====== Data supplied ======

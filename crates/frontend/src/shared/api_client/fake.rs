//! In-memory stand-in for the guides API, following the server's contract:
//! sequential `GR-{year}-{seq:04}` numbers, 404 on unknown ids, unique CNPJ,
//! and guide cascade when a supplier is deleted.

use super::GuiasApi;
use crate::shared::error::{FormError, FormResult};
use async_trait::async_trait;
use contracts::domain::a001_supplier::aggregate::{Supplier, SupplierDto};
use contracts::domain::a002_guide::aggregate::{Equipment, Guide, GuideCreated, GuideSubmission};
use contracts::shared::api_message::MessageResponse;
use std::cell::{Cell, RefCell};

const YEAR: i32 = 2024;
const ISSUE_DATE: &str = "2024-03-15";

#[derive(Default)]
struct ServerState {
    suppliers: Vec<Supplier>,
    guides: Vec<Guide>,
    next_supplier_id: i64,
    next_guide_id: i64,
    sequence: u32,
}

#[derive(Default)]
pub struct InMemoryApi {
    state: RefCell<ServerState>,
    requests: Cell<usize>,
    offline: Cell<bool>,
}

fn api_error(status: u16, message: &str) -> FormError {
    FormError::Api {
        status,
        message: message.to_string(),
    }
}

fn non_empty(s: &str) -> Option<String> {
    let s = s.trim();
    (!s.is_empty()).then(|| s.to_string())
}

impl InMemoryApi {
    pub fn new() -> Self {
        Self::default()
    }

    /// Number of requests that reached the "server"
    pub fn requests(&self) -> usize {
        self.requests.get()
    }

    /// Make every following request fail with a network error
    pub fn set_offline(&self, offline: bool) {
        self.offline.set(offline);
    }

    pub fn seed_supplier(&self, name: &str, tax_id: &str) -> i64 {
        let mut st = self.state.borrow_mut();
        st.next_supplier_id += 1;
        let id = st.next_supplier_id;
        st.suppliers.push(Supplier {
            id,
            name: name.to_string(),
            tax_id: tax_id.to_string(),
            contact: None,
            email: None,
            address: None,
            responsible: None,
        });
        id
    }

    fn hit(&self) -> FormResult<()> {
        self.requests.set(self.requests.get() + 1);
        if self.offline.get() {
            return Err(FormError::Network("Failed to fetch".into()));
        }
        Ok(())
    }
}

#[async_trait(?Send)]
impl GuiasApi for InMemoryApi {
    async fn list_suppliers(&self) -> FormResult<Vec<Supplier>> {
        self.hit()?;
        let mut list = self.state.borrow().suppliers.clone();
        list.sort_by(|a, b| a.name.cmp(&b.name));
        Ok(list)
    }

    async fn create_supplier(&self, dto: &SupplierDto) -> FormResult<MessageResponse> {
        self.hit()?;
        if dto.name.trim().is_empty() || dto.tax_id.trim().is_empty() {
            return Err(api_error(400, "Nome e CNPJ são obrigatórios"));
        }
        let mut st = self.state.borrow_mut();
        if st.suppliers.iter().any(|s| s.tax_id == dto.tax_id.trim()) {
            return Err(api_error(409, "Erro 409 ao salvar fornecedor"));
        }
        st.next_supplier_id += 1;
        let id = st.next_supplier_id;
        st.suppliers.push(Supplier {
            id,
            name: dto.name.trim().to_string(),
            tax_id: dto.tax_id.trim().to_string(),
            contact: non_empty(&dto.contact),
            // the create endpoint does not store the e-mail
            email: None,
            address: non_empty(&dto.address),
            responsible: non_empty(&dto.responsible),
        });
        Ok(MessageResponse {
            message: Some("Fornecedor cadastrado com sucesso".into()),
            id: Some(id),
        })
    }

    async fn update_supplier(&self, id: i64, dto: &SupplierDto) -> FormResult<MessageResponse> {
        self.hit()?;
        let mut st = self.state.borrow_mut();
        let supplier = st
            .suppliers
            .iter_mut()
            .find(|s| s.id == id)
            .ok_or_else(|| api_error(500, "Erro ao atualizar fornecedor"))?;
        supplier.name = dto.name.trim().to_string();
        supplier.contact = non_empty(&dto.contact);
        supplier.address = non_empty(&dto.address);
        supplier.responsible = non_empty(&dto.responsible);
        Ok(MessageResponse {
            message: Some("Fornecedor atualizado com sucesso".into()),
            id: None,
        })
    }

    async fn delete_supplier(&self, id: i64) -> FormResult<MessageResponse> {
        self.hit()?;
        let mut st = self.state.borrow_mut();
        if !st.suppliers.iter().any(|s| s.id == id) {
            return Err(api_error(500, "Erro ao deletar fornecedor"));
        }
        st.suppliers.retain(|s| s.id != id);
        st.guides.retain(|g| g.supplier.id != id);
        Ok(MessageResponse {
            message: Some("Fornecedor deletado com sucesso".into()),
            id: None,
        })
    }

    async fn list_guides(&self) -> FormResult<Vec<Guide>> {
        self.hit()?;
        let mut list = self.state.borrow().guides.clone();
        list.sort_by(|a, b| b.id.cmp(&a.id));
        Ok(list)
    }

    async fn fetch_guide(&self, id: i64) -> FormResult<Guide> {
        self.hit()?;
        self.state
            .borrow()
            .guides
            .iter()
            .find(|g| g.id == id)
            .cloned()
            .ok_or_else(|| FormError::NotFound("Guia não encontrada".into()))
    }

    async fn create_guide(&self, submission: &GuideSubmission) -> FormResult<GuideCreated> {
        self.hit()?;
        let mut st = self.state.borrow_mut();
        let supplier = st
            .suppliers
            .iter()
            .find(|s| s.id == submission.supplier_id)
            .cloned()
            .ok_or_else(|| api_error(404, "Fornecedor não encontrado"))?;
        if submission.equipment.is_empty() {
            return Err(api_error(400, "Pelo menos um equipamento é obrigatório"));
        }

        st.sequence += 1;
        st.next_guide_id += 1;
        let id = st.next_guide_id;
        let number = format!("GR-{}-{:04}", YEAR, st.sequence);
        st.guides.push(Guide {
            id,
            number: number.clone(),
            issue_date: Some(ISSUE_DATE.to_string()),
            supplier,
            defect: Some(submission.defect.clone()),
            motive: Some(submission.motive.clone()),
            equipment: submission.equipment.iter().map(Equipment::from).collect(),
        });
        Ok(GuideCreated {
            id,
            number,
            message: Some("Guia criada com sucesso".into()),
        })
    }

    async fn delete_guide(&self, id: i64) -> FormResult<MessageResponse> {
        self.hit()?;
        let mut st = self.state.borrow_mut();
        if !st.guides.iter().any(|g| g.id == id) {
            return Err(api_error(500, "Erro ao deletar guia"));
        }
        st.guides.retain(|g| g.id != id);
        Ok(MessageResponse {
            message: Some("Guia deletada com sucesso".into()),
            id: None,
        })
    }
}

======
====== Data supplied ======

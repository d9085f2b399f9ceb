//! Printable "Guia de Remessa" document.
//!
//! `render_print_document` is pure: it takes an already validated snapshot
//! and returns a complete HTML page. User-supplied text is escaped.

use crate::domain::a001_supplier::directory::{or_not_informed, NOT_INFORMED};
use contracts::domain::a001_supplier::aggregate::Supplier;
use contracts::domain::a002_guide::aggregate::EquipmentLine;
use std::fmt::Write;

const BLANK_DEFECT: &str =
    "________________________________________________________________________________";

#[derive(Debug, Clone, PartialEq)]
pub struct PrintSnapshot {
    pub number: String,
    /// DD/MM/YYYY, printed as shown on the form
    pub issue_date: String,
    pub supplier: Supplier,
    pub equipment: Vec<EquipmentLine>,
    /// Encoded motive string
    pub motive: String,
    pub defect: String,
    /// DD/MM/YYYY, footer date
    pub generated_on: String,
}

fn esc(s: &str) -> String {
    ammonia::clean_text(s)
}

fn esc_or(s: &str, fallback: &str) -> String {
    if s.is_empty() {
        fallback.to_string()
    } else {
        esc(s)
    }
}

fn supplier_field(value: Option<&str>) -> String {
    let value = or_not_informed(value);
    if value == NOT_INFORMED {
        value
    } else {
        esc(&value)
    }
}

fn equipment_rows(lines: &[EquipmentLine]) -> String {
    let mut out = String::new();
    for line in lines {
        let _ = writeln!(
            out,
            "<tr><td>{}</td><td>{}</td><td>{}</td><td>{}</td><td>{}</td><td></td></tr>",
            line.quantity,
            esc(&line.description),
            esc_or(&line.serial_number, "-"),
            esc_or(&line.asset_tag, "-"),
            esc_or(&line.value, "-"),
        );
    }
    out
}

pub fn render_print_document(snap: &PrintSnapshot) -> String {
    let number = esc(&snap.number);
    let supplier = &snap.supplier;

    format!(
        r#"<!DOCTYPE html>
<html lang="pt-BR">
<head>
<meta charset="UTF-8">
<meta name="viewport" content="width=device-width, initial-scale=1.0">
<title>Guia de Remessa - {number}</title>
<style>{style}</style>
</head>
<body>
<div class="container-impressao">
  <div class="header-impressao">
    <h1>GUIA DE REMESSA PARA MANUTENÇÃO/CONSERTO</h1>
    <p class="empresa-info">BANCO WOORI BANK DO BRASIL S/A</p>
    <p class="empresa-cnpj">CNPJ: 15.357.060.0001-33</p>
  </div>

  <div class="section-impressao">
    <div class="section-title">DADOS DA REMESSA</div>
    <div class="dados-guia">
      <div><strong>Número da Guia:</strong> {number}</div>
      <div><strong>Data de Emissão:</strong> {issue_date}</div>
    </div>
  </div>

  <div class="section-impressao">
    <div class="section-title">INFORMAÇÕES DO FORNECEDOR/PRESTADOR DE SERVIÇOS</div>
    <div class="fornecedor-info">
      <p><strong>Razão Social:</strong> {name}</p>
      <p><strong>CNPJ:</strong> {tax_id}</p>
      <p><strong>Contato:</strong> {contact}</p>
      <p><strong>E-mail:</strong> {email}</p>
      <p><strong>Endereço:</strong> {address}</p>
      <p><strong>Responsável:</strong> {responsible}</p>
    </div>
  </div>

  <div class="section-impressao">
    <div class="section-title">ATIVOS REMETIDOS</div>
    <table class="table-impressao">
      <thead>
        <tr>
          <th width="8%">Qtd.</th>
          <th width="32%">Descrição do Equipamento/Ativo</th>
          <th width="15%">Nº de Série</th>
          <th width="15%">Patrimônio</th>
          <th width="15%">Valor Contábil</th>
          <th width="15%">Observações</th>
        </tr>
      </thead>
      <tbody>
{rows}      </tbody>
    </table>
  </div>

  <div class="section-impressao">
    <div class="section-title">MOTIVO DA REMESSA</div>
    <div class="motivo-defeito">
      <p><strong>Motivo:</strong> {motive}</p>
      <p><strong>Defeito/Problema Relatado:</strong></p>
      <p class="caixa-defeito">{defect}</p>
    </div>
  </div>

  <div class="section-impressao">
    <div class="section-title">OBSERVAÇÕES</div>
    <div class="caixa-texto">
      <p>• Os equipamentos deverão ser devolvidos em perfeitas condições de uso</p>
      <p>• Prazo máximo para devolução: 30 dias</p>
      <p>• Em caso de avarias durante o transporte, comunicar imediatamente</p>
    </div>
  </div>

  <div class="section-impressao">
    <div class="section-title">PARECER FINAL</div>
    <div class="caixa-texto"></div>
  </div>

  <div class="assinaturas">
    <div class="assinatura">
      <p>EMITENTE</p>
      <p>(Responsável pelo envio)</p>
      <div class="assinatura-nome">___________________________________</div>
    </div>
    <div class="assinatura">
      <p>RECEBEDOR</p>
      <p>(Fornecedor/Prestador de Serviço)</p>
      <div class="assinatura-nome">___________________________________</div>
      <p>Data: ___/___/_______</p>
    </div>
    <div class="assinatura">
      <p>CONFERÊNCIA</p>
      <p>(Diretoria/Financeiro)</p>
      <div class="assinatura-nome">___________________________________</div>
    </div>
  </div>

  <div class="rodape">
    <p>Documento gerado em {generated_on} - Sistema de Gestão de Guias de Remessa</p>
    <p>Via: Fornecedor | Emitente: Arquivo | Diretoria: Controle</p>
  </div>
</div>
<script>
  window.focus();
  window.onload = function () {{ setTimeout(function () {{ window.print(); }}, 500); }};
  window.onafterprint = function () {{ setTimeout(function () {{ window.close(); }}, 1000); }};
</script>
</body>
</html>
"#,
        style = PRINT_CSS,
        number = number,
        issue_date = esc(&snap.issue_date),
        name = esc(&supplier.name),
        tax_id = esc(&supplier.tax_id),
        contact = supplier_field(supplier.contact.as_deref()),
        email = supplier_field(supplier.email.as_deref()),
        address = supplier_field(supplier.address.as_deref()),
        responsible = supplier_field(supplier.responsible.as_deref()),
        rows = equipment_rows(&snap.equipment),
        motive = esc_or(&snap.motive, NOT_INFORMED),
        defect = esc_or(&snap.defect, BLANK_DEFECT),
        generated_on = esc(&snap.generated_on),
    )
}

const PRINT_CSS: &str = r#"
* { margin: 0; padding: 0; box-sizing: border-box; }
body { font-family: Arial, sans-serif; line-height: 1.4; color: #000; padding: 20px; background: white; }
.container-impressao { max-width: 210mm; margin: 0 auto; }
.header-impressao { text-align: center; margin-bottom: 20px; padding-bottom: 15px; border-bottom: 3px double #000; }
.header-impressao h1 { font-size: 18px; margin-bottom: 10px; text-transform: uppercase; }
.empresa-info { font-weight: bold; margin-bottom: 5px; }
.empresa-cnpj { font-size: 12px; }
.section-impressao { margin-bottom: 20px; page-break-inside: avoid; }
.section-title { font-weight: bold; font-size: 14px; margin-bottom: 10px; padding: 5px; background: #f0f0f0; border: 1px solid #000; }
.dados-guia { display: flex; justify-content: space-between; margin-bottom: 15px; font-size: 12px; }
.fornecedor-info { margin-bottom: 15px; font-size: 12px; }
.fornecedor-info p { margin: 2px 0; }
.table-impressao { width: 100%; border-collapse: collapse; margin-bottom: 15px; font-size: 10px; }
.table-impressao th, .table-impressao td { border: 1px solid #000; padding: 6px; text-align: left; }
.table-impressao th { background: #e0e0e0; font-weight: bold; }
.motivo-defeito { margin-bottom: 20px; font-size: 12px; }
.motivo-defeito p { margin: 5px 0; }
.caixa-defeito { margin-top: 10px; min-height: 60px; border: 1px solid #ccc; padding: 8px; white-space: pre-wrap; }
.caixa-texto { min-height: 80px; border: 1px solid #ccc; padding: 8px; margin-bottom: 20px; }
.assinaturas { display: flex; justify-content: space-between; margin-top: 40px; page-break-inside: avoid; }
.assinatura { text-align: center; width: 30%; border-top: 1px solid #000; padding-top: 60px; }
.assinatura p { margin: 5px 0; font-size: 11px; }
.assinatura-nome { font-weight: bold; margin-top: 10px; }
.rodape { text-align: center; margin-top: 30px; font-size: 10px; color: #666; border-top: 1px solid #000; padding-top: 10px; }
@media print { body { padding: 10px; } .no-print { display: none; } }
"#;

======

__Work required__. A single figure is required: how many lines above contain the word "YYYY".

__Worked solution__. 2